To put it bluntly, we believe it is poised to become a meaningful contributor to future results as we are 1 of the limited number of operators in the Appalachian Basin with owned midstream infrastructure. Currently, the system is underutilized, operating at less than 1/4 of its currently available capacity providing significant runway to support not only our own development but also third-party volumes. We received third-party volumes on the system for the first time during the first quarter, and we will be focused on increasing third-party volumes on the system. As we move through the year, we expect to drive a meaningful ramp in throughput that will contribute to our financial results.

This infrastructure also provides a significant structural cost advantage as we leverage existing pads and pipeline connections, significantly reducing or eliminating the need for incremental midstream capital on new development. As of today, approximately 75% of Infinity's natural gas volumes are flowing through our owned midstream system, and we expect that to increase as we ramp development. This system creates a strategic advantage for us that we expect to drive improved margins and lower breakevens over time. We'll share more over time as we continue to operate the asset sets. I will now spend a few minutes on the macro. We remain constructive on the longer-term outlook for both liquids and natural gas.

Oil and liquids markets in Appalachia remained strong with a combination of domestic and international demand from refining and chemicals driving a favorable pricing environment. Beginning in April, we have increased our take-in-kind NGL volumes which provides us greater control and optimization of the realized pricing specific to propane, butane and pentane.
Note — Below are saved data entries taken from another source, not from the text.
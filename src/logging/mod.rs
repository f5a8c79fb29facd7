/*!
 * Logging Module
 * Subscriber setup and request logging
 */
pub mod middleware;

use std::io;
use tracing_appender::{non_blocking, non_blocking::WorkerGuard, rolling};
use tracing_subscriber::{
    filter::LevelFilter, fmt, layer::SubscriberExt, util::SubscriberInitExt, EnvFilter, Layer,
};

const LOG_DIR: &str = "logs";

/// `RUST_LOG` wins; otherwise `LOG_LEVEL` for this crate, debug in development.
fn env_filter(is_production: bool) -> EnvFilter {
    let level = std::env::var("LOG_LEVEL")
        .unwrap_or_else(|_| if is_production { "info" } else { "debug" }.to_string());

    EnvFilter::try_from_default_env().unwrap_or_else(|_| {
        EnvFilter::new(format!(
            "innovara_site={},tower_http=debug,axum=info,sqlx=warn",
            level
        ))
    })
}

/// Install the global subscriber: console plus a daily `logs/app.log`, and
/// in production JSON everywhere with errors copied to `logs/error.log`.
///
/// The returned guards flush the background writers; hold them for the
/// lifetime of the process.
pub fn init(environment: &str) -> Vec<WorkerGuard> {
    let is_production = environment == "production";

    std::fs::create_dir_all(LOG_DIR).ok();

    let (file_writer, file_guard) = non_blocking(rolling::daily(LOG_DIR, "app.log"));
    let (console_writer, console_guard) = non_blocking(io::stdout());
    let mut guards = vec![file_guard, console_guard];

    let registry = tracing_subscriber::registry().with(env_filter(is_production));

    if is_production {
        let (error_writer, error_guard) = non_blocking(rolling::daily(LOG_DIR, "error.log"));
        guards.push(error_guard);

        let file_layer = fmt::layer()
            .json()
            .with_writer(file_writer)
            .with_target(true)
            .with_thread_ids(true)
            .with_file(true)
            .with_line_number(true);

        let error_layer = fmt::layer()
            .json()
            .with_writer(error_writer)
            .with_target(true)
            .with_file(true)
            .with_line_number(true)
            .with_filter(LevelFilter::ERROR);

        let console_layer = fmt::layer()
            .json()
            .with_writer(console_writer)
            .with_target(false);

        registry
            .with(file_layer)
            .with(error_layer)
            .with(console_layer)
            .init();
    } else {
        let file_layer = fmt::layer()
            .with_writer(file_writer)
            .with_target(true)
            .with_file(true)
            .with_line_number(true)
            .with_ansi(false);

        let console_layer = fmt::layer()
            .with_writer(console_writer)
            .with_target(true)
            .pretty();

        registry.with(file_layer).with(console_layer).init();
    }

    tracing::info!(environment = %environment, "logging initialized");

    guards
}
For natural gas, we see a clear cadence of demand growth with near-term strength driven by LNG exports, continued momentum from gas-fired power generation in-basin data centers and longer-term expansion tied to industrial development. As these demand drivers scale, we expect regional gas differentials to tighten alongside broader market growth.

Given our outlook for oil and liquids, we have leveraged the flexibility of our platform to adjust our completion schedule and accelerate facilities construction to pull forward oil-weighted wells into 2Q and to capture stronger price realizations. We will continue to evaluate our development plans across the portfolio with a focus on directing capital towards the highest return projects. Against this backdrop, here's where our plan stands for the second quarter. As I touched on earlier, we expect to turn in line a 4-well pad in the volatile oil window in the coming days, representing 55,000 lateral feet.
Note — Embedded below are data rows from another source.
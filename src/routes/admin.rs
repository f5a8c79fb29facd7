/**
 * Admin Login Routes
 * Credential + emailed code handshake, logout
 */
use axum::{extract::State, http::StatusCode, response::IntoResponse, Form};
use serde::Serialize;

use super::{redirect, render};
use crate::auth::{FlashLevel, LoginForm, LoginOutcome, Session};
use crate::state::AppState;

#[derive(Debug, Default, Serialize)]
pub struct LoginPage {
    pub show_otp: bool,
    pub username: String,
    pub email: String,
}

/// GET /admin/login
pub async fn login_page(mut session: Session) -> impl IntoResponse {
    let page = LoginPage {
        show_otp: session.data.otp_sent(),
        ..Default::default()
    };
    render(&mut session, StatusCode::OK, "admin_login", page).await
}

/// POST /admin/login
pub async fn login(
    State(state): State<AppState>,
    mut session: Session,
    Form(form): Form<LoginForm>,
) -> impl IntoResponse {
    let outcome = state
        .authenticator
        .submit(&mut session.data, &form, &state.notifier)
        .await;

    let retained = |show_otp: bool| LoginPage {
        show_otp,
        username: form.username.clone(),
        email: form.email.clone(),
    };

    let (status, level, message, page) = match outcome {
        LoginOutcome::Authenticated => {
            session.renew().await;
            session.data.flash(FlashLevel::Success, "Login successful!");
            return redirect(&session, "/admin/create").await;
        }
        LoginOutcome::OtpSent => (
            StatusCode::OK,
            FlashLevel::Success,
            "OTP sent to your email. Please check and enter the code.",
            retained(true),
        ),
        LoginOutcome::InvalidCredentials => (
            StatusCode::UNAUTHORIZED,
            FlashLevel::Danger,
            "Invalid username or password.",
            LoginPage::default(),
        ),
        LoginOutcome::EmailRequired => (
            StatusCode::UNPROCESSABLE_ENTITY,
            FlashLevel::Warning,
            "Please provide your email for OTP verification.",
            LoginPage {
                username: form.username.clone(),
                ..Default::default()
            },
        ),
        LoginOutcome::DeliveryFailed => (
            StatusCode::BAD_GATEWAY,
            FlashLevel::Danger,
            "Failed to send OTP. Please try again.",
            retained(false),
        ),
        LoginOutcome::InvalidOtp => (
            StatusCode::UNAUTHORIZED,
            FlashLevel::Danger,
            "Invalid OTP. Please try again.",
            retained(true),
        ),
        LoginOutcome::OtpExpired => (
            StatusCode::UNAUTHORIZED,
            FlashLevel::Warning,
            "Your code has expired. Please sign in again.",
            retained(false),
        ),
        LoginOutcome::AttemptsExhausted => (
            StatusCode::UNAUTHORIZED,
            FlashLevel::Danger,
            "Too many invalid codes. Please sign in again.",
            retained(false),
        ),
    };

    session.data.flash(level, message);
    render(&mut session, status, "admin_login", page).await
}

/// GET /admin/logout
pub async fn logout(mut session: Session) -> impl IntoResponse {
    session.data.logout();
    session.data.flash(FlashLevel::Info, "You have been logged out.");
    redirect(&session, "/").await
}
use sqlx::SqlitePool;
use std::sync::Arc;

use crate::auth::{Authenticator, MemorySessionStore};
use crate::config::AppConfig;
use crate::db::ContentStore;
use crate::notify::{EmailTransport, Notifier};

/// Shared handles for every request handler.
#[derive(Clone)]
pub struct AppState {
    pub config: Arc<AppConfig>,
    pub store: ContentStore,
    pub sessions: MemorySessionStore,
    pub notifier: Arc<Notifier>,
    pub authenticator: Arc<Authenticator>,
}

impl AppState {
    pub fn new(config: AppConfig, pool: SqlitePool, transport: Arc<dyn EmailTransport>) -> Self {
        let sessions = MemorySessionStore::new(config.session.max_entries);
        let notifier = Arc::new(Notifier::new(transport, &config.email));
        let authenticator = Arc::new(Authenticator::new(config.admin.clone(), config.otp.clone()));

        Self {
            config: Arc::new(config),
            store: ContentStore::new(pool),
            sessions,
            notifier,
            authenticator,
        }
    }
}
We also expect to bring to market our first barrels from the Antero acquisition later this quarter, a 3-well pad in our rich gas area with 53,000 lateral feet. That's a total of 7 wells turned in line and 109,000 lateral feet during the second quarter. With that, I will turn the call over to David to review our financial results and outlook.

David Sproule: Thank you, Zach, and good [indiscernible]. Our financial and operational results for the first quarter reflect continued execution by our team. We anticipate that our production will increase each quarter throughout the remainder of the year. During the first quarter, our net production averaged 299 MMcfe per day. We expect the first quarter to be our lowest production total for the calendar year. In terms of the components of production, oil production totaled approximately 9,600 barrels per day for the quarter, up 16% year-over-year. Natural gas production averaged 195 MMcfe per day, up 169% year-over-year. And NGL production increased 25% year-over-year to 7,800 barrels per day.

Natural gas represented 65% of our total production. -- with oil being 19% and NGLs being 16%. Turning to financial performance. We generated approximately $155 million in revenues for the quarter. and adjusted EBITDA of $97 million, representing adjusted EBITDA margins of approximately $3.61 per Mcfe, which we believe is best-in-class in the Appalachian Basin. The company saw improved natural gas prices during the period that averaged $4.86 per MMBtu. Our regional differentials remained steady at $0.69 on per MMBtu, reflecting a greater weighting towards a lower Btu content in our gas stream. Oil price realizations for the period were $65.77 per barrel. First quarter oil differentials tightened to slightly less than $7 per barrel during the period.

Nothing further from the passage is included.